I do wish there was a nicer way to handle this, but if answer is add support to tooling for my need that’s fair. Before I discovered this, I was working on adding a change upstream to pip-compile here to give me better control over resolution vs lock file (a way to exclude internal packages).

Are there things we need to change (instead of add) in PEP 665 to make supporting building from source possible? I’d much prefer we move all conversation about strict additions (in other words, changes without causing incompatibility concerns) to an entirely separate PEP and thread. It took us six years and 500+ messages to come up with PEP 660 (also noting that universal concensus was not reached even after all that), and I hope we could be able to use the lock file’s equivalent of PEP 517 first, instead of having to wait for everything to be ready in one shot.

4 Likes

I’m primarily thinking about the case where all source packages are editable installs in the virtual environment. For example, assuming I have a service that is called via grpc and serializes data with protocol buffers and flatbuffers I’ll have the following rough set of packages in my code repository:

  • my_code_generator
    install_requires: [grpcio-tools, flatbuffers] # grpcio-tools for protocol buffer
    build_requires: [setuptools, packaging, cmake] # cmake to build flatc from flatbuffers
  • my_wire_format
    install_requires: [protobuf, types-protobuf, flatbuffers] # runtime for generated serialization code
    build_requires: [my_code_generator]
  • my_service
    install_requires: [my_wire_format, grpcio] # grpcio runtime to call the service with the wire format
    build_requires: [my_code_generator]

Here I need to make sure that grpcio-tools (which depends upon protobuf) matches the same protobuf package as used in the runtime, a version skew can generate code that doesn’t work with the expected runtime. In this case all packages (my_*) are editable installs, i.e they’re stored in my source repository and installed in the virtual environment with -e path_to_package.

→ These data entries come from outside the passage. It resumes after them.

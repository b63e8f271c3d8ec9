//! Wire models for the generative-language API.

pub mod models;
//! Per-key results and the run report.

use crate::policy::classify::Verdict;
use chrono::{DateTime, Utc};
use serde::Serialize;
use std::fmt::Write as _;

/// Outcome of checking one key. Created once, never mutated.
#[derive(Debug, Clone, Serialize)]
pub struct KeyCheckResult {
    /// 1-based position of the key in the input.
    pub index: usize,

    /// The key that was checked.
    pub key: String,

    /// Whether the key passed.
    pub passed: bool,

    /// Diagnostic text: generated reply on a pass, failure reason otherwise.
    pub message: String,

    /// Remaining quota reported by the provider, when known.
    pub remaining_quota: Option<String>,

    /// Structured outcome.
    pub verdict: Verdict,

    /// When the outcome was produced.
    pub checked_at: DateTime<Utc>,
}

impl KeyCheckResult {
    /// Build a result from a verdict.
    pub fn new(
        index: usize,
        key: impl Into<String>,
        verdict: Verdict,
        checked_at: DateTime<Utc>,
    ) -> Self {
        Self {
            index,
            key: key.into(),
            passed: verdict.passed(),
            message: verdict.message(),
            remaining_quota: verdict.remaining_quota().map(String::from),
            verdict,
            checked_at,
        }
    }

    /// "PASS" or "FAIL".
    pub fn status_label(&self) -> &'static str {
        if self.passed {
            "PASS"
        } else {
            "FAIL"
        }
    }
}

/// Aggregated results of a run, in input order.
#[derive(Debug, Clone, Serialize)]
pub struct Report {
    /// Number of keys supplied.
    pub total: usize,
    /// Keys that passed.
    pub passed: usize,
    /// Keys that failed, including locally rejected ones.
    pub failed: usize,
    /// One result per key, sorted by input index.
    pub results: Vec<KeyCheckResult>,
}

impl Report {
    /// Build a report, sorting results back into input order.
    pub fn new(mut results: Vec<KeyCheckResult>) -> Self {
        results.sort_by_key(|r| r.index);
        let passed = results.iter().filter(|r| r.passed).count();
        Self {
            total: results.len(),
            passed,
            failed: results.len() - passed,
            results,
        }
    }

    /// Results that passed, in input order.
    pub fn passing(&self) -> impl Iterator<Item = &KeyCheckResult> {
        self.results.iter().filter(|r| r.passed)
    }

    /// Results that failed, in input order.
    pub fn failing(&self) -> impl Iterator<Item = &KeyCheckResult> {
        self.results.iter().filter(|r| !r.passed)
    }

    /// Keys that passed, in input order.
    pub fn passing_keys(&self) -> Vec<&str> {
        self.passing().map(|r| r.key.as_str()).collect()
    }

    /// Closing summary: counts, then the list of active keys.
    pub fn render_summary(&self) -> String {
        let mut out = String::new();
        let _ = writeln!(
            out,
            "Checked {} key(s): {} passed, {} failed",
            self.total, self.passed, self.failed
        );

        if self.passed == 0 {
            out.push_str("All keys have been exhausted.\n");
            return out;
        }

        out.push_str("Active keys with remaining usage:\n");
        for result in self.passing() {
            match &result.remaining_quota {
                Some(quota) => {
                    let _ = writeln!(out, "{} (remaining: {})", result.key, quota);
                }
                None => {
                    let _ = writeln!(out, "{}", result.key);
                }
            }
        }
        out
    }

    /// Full report as pretty JSON.
    pub fn to_json(&self) -> Result<String, serde_json::Error> {
        serde_json::to_string_pretty(self)
    }
}

/// Running pass/fail tally for live progress output.
#[derive(Debug, Clone, Copy, Default)]
pub struct Progress {
    /// Keys finished so far.
    pub done: usize,
    /// Passes so far.
    pub passed: usize,
    /// Failures so far.
    pub failed: usize,
    /// Total keys in the run.
    pub total: usize,
}

impl Progress {
    /// Start a tally for `total` keys.
    pub fn new(total: usize) -> Self {
        Self {
            total,
            ..Self::default()
        }
    }

    /// Count one finished result.
    pub fn record(&mut self, result: &KeyCheckResult) {
        self.done += 1;
        if result.passed {
            self.passed += 1;
        } else {
            self.failed += 1;
        }
    }

    /// Two-line progress entry for `result`.
    ///
    /// ```text
    /// [2/5] pass=1 fail=1 status=FAIL
    /// 'KEY': 'invalid key: API key not valid.'
    /// ```
    pub fn render(&self, result: &KeyCheckResult) -> String {
        format!(
            "[{}/{}] pass={} fail={} status={}\n'{}': '{}'",
            result.index,
            self.total,
            self.passed,
            self.failed,
            result.status_label(),
            result.key,
            result.message
        )
    }
}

So given the situation above we need a graph that encompasses both runtime (install) and build-time dependencies. At the moment PEP 665 has package._name_._version_.requires, this would add package._name_._version_.build_requires where each requirement points to a package in the rest of the graph. This enables a locker to traverse the graph to start from an editable install (source package) and find all build dependencies / requirements and install them before installing the editable install which also validating the safety of each build dependency using the same hash comparison mechanism used for any package.

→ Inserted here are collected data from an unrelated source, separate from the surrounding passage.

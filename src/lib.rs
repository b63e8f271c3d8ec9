//! # gemini-keycheck
//!
//! **Rate-limited validity and quota checks for Gemini API keys.**
//!
//! Each candidate key is sent one small `generateContent` request. The
//! response is classified so a caller can tell a working key from a
//! revoked one, and a revoked key from one that is merely out of quota.
//!
//! ## Features
//!
//! - **Global rate gate** — request starts are spaced by `min_interval`
//!   across all workers, not per worker
//! - **Bounded concurrency** — at most `max_workers` requests in flight
//! - **Per-key isolation** — a timeout or bad response fails only that key
//! - **Local validation** — empty or malformed keys never reach the network
//! - **No key leakage in logs** — only SHA-256 fingerprints are logged
//!
//! ## Quickstart
//!
//! ```no_run
//! use gemini_keycheck::{CheckerConfig, KeyChecker};
//!
//! fn main() -> Result<(), gemini_keycheck::KeycheckError> {
//!     let checker = KeyChecker::new(CheckerConfig::default())?;
//!     let keys = vec!["AIza-your-key-here-000000000".to_string()];
//!     let report = checker.check_keys(&keys)?;
//!
//!     for result in &report.results {
//!         println!("{} {}: {}", result.status_label(), result.key, result.message);
//!     }
//!     Ok(())
//! }
//! ```
//!
//! ## Verdicts
//!
//! See [`Verdict`]: `Passed`, `InvalidKey`, `QuotaExhausted`, `Transport`,
//! `Parse`, `Upstream`, `InvalidInput`. Only `Passed` counts as a pass.

#![deny(missing_docs)]

// Core modules
pub mod clock;
pub mod config;
pub mod errors;

// Protocol layer
pub mod protocol;

// Client layer
pub mod client;

// Policy layer
pub mod policy;

// Input layer
pub mod keys;

// Scheduling layer
pub mod dispatch;
pub mod gate;

// Reporting
pub mod report;

// Checker (main public API)
pub mod checker;

// Re-exports for public API
pub use checker::KeyChecker;
pub use client::http::GeminiClient;
pub use client::{KeyCheckRequest, KeyCheckTransport, RawResponse};
pub use clock::{Clock, SystemClock};
pub use config::CheckerConfig;
pub use errors::KeycheckError;
pub use gate::RateGate;
pub use keys::KeySource;
pub use policy::classify::{classify, Verdict};
pub use report::{KeyCheckResult, Progress, Report};

#[cfg(any(test, feature = "test-seams"))]
pub use clock::MockClock;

In response to your questions:

  1. How to denote an entry is an “unsafe” sdist?
    I’m not sure where the term “unsafe” came from here. Isn’t any source distribution that runs setup.py potentially unsafe since setup.py can do anything the user can do?
  2. How do you specify a build requirement for a specific sdist?
    As I mention above, package._name_._version_.build_requires.
  3. How do you deal with conflicting build requirements compared to runtime requirements and how does that affect the installer’s work?
    You don’t. This is the same problem as conflicting install dependencies, if they conflict you propagate the error back to the user who need to select a different package version. If a source distribution is being installed that requires a specific build package then the user can always build a wheel and use that to break the dependency conflict.
  4. Are we okay with installers having to support sdist building on top of what we are asking them to already do?
    pipenv already deals with this, I don’t follow how this makes things more complex.
1 Like

Yes, hence the “unsafe” label. The PEP currently only allows wheels which do not execute any code during installation. So bringing in sdists breaks this safety promise.

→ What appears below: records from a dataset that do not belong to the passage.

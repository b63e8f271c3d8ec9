//! Key input: resolving the CLI input, loading key files, local validation.

use crate::KeycheckError;
use once_cell::sync::Lazy;
use regex::Regex;
use std::fs;
use std::path::{Path, PathBuf};

static KEY_SHAPE: Lazy<Regex> =
    Lazy::new(|| Regex::new(r"^[A-Za-z0-9_\-]{20,}$").expect("key shape regex is valid"));

/// Where candidate keys come from.
#[derive(Debug, Clone, PartialEq, Eq)]
pub enum KeySource {
    /// A single key given on the command line.
    Inline(String),
    /// A file with one key per line.
    File(PathBuf),
}

impl KeySource {
    /// Resolve the positional input and `--key` flag into a source.
    ///
    /// A positional input naming an existing file is read as a key file;
    /// anything else is taken as the key itself.
    pub fn resolve(input: Option<&str>, key: Option<&str>) -> Result<Self, KeycheckError> {
        match (input, key) {
            (Some(_), Some(_)) => Err(KeycheckError::ConflictingInput),
            (None, None) => Err(KeycheckError::NoKeys),
            (None, Some(key)) => Ok(KeySource::Inline(key.to_string())),
            (Some(input), None) => {
                let path = Path::new(input);
                if path.is_file() {
                    Ok(KeySource::File(path.to_path_buf()))
                } else {
                    Ok(KeySource::Inline(input.to_string()))
                }
            }
        }
    }

    /// Load the candidate keys.
    pub fn load(&self) -> Result<Vec<String>, KeycheckError> {
        match self {
            KeySource::Inline(key) => Ok(vec![key.clone()]),
            KeySource::File(path) => load_key_file(path),
        }
    }
}

/// Read a key file, one key per line.
///
/// Blank lines are skipped. Other lines are kept verbatim (minus the line
/// terminator) so that stray whitespace is reported by validation.
pub fn load_key_file(path: &Path) -> Result<Vec<String>, KeycheckError> {
    let contents = fs::read_to_string(path).map_err(|e| {
        KeycheckError::KeyFileIO(format!("Failed to read {}: {}", path.display(), e))
    })?;

    let keys: Vec<String> = contents
        .lines()
        .filter(|line| !line.trim().is_empty())
        .map(String::from)
        .collect();

    if keys.is_empty() {
        return Err(KeycheckError::EmptyKeyFile);
    }
    Ok(keys)
}

/// Check a key before any network call.
///
/// # Errors
/// * `InvalidKey` - Key is empty, contains whitespace, or (when `strict`)
///   does not look like an API key
pub fn validate_key(key: &str, strict: bool) -> Result<(), KeycheckError> {
    if key.trim().is_empty() {
        return Err(KeycheckError::InvalidKey {
            reason: "key is empty".to_string(),
        });
    }
    if key.chars().any(char::is_whitespace) {
        return Err(KeycheckError::InvalidKey {
            reason: "key contains whitespace".to_string(),
        });
    }
    if strict && !KEY_SHAPE.is_match(key) {
        return Err(KeycheckError::InvalidKey {
            reason: "key does not look like an API key".to_string(),
        });
    }
    Ok(())
}

/// Short SHA-256 fingerprint of a key, safe to log.
pub fn key_fingerprint(key: &str) -> String {
    use sha2::{Digest, Sha256};
    let hash = Sha256::digest(key.as_bytes());
    hex::encode(&hash[..6])
}

#[cfg(test)]
mod tests {
    use super::*;
    use std::io::Write;
    use tempfile::{NamedTempFile, TempDir};

    const GOOD_KEY: &str = "AIzaSyA1234567890abcdefghij_-XY";

    #[test]
    fn test_resolve_requires_exactly_one_input() {
        assert!(matches!(
            KeySource::resolve(Some("a"), Some("b")),
            Err(KeycheckError::ConflictingInput)
        ));
        assert!(matches!(
            KeySource::resolve(None, None),
            Err(KeycheckError::NoKeys)
        ));
    }

    #[test]
    fn test_resolve_key_flag_is_inline() {
        let source = KeySource::resolve(None, Some(GOOD_KEY)).unwrap();
        assert_eq!(source, KeySource::Inline(GOOD_KEY.to_string()));
        assert_eq!(source.load().unwrap(), vec![GOOD_KEY.to_string()]);
    }

    #[test]
    fn test_resolve_positional_non_file_is_inline() {
        let source = KeySource::resolve(Some(GOOD_KEY), None).unwrap();
        assert_eq!(source, KeySource::Inline(GOOD_KEY.to_string()));
    }

    #[test]
    fn test_resolve_positional_file() {
        let mut file = NamedTempFile::new().unwrap();
        writeln!(file, "{}", GOOD_KEY).unwrap();
        let path = file.path().to_str().unwrap();

        let source = KeySource::resolve(Some(path), None).unwrap();
        assert_eq!(source, KeySource::File(file.path().to_path_buf()));
        assert_eq!(source.load().unwrap(), vec![GOOD_KEY.to_string()]);
    }

    #[test]
    fn test_load_key_file_skips_blank_lines_and_crlf() {
        let mut file = NamedTempFile::new().unwrap();
        write!(file, "key-one\r\n\r\n   \nkey-two\n\n").unwrap();

        let keys = load_key_file(file.path()).unwrap();
        assert_eq!(keys, vec!["key-one".to_string(), "key-two".to_string()]);
    }

    #[test]
    fn test_load_key_file_keeps_stray_whitespace() {
        let mut file = NamedTempFile::new().unwrap();
        writeln!(file, " padded ").unwrap();

        let keys = load_key_file(file.path()).unwrap();
        assert_eq!(keys, vec![" padded ".to_string()]);
    }

    #[test]
    fn test_load_empty_file() {
        let file = NamedTempFile::new().unwrap();
        assert!(matches!(
            load_key_file(file.path()),
            Err(KeycheckError::EmptyKeyFile)
        ));
    }

    #[test]
    fn test_load_missing_file() {
        let dir = TempDir::new().unwrap();
        let result = load_key_file(&dir.path().join("missing.txt"));
        assert!(matches!(result, Err(KeycheckError::KeyFileIO(_))));
    }

    #[test]
    fn test_validate_empty_and_whitespace() {
        for key in ["", "   ", "\t"] {
            let err = validate_key(key, false).unwrap_err();
            assert_eq!(err.to_string(), "key is empty");
        }
        let err = validate_key("abc def", false).unwrap_err();
        assert_eq!(err.to_string(), "key contains whitespace");
        assert!(validate_key(" abc", false).is_err());
    }

    #[test]
    fn test_validate_shape_only_when_strict() {
        assert!(validate_key("A", false).is_ok());
        assert!(validate_key("A", true).is_err());
        assert!(validate_key("short$key", false).is_ok());
        assert!(validate_key(GOOD_KEY, true).is_ok());
        assert!(validate_key("AIzaSyA1234567890abcdefghij$", true).is_err());
    }

    #[test]
    fn test_fingerprint_is_stable_and_short() {
        let a = key_fingerprint(GOOD_KEY);
        assert_eq!(a.len(), 12);
        assert_eq!(a, key_fingerprint(GOOD_KEY));
        assert_ne!(a, key_fingerprint("other"));
        assert!(!a.contains(GOOD_KEY));
    }
}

Instead of going with the assumption that everything must match, could you have essentially an array per sdist of its build dependencies? Like [[package.__name__.__version__.sdist-build-requirements.__name__.__version__]]? That would then duplicate what the PEP already specifies for the package.__name__.__version__ table, but scoped to the sdist of a specific project’s sdist. It’s a bit verbose, but it does mean you have a single lock file that encompasses everything, the locker can thus make sure e.g. grpcio-tools is consistent, while still allowing sdists to also have differing build requirements compared to your whole lock file’s runtime requirements.

If you look at PEP 665 – A file format to list Python dependencies for reproducibility of an application | peps.python.org you will see we have purposefully defined the semantics of an installer to not be nearly as complex as what pipenv has to implement. What’s specified in the PEP could be implemented with packaging, install, and the graph algorithm outlined in the PEP, and nothing else. That’s why sdist support would have to be optional.

@mdrissi is not alone here.

If we have a look on the pip-compile absolute links when given relative path · Issue #204 · jazzband/pip-tools · GitHub discussion we can see that this kind of usage is fairly popular in the community, and not an isolated practice.

In general people want to keep the dependencies locked, but work in the source code. One of the reasons for that is to avoid the “but it works on my machine” problem, between developers in the same team.

The risk of not handling it in the PEP (or a following one) is eventually someone coming up with their own lock file format, or re-using the same lock file, but omitting/ignoring the hash in some circumstances.

The requirement of having a mandatory hash is fine, for now, while editable installs are not covered.
However it would be nice to keep an open door for a future PEP that standardises the inclusion of editable sources in the lock file and relaxes this requirement.

Regarding source trees (not the editable ones), is that fair to assume that since replicable builds are not widely supported yet, it would be required to specify an algorithm to do “directory” hash of the source directory itself?

There’s no need to worry about that as people already have their own lock file format :wink:.

There’s no much we can do about that.

Any future PEP may change the requirements of PEP 665, so that door is always open.

1 Like

One question I have over this approach is whether we have any feel for what proportion of potential PEP 665 users will find an implementation that only handles wheels sufficient for them. There’s a non-trivial number of pure-python packages that only ship sdists, and those packages wouldn’t be usable in PEP 665 as it stands. (Those packages typically don’t suffer from any of the issues being discussed here, but will end up being just as unsupported as a complex ML package with awkward build dependencies).

I don’t want to end up approving a PEP that is too limited to be actually useful…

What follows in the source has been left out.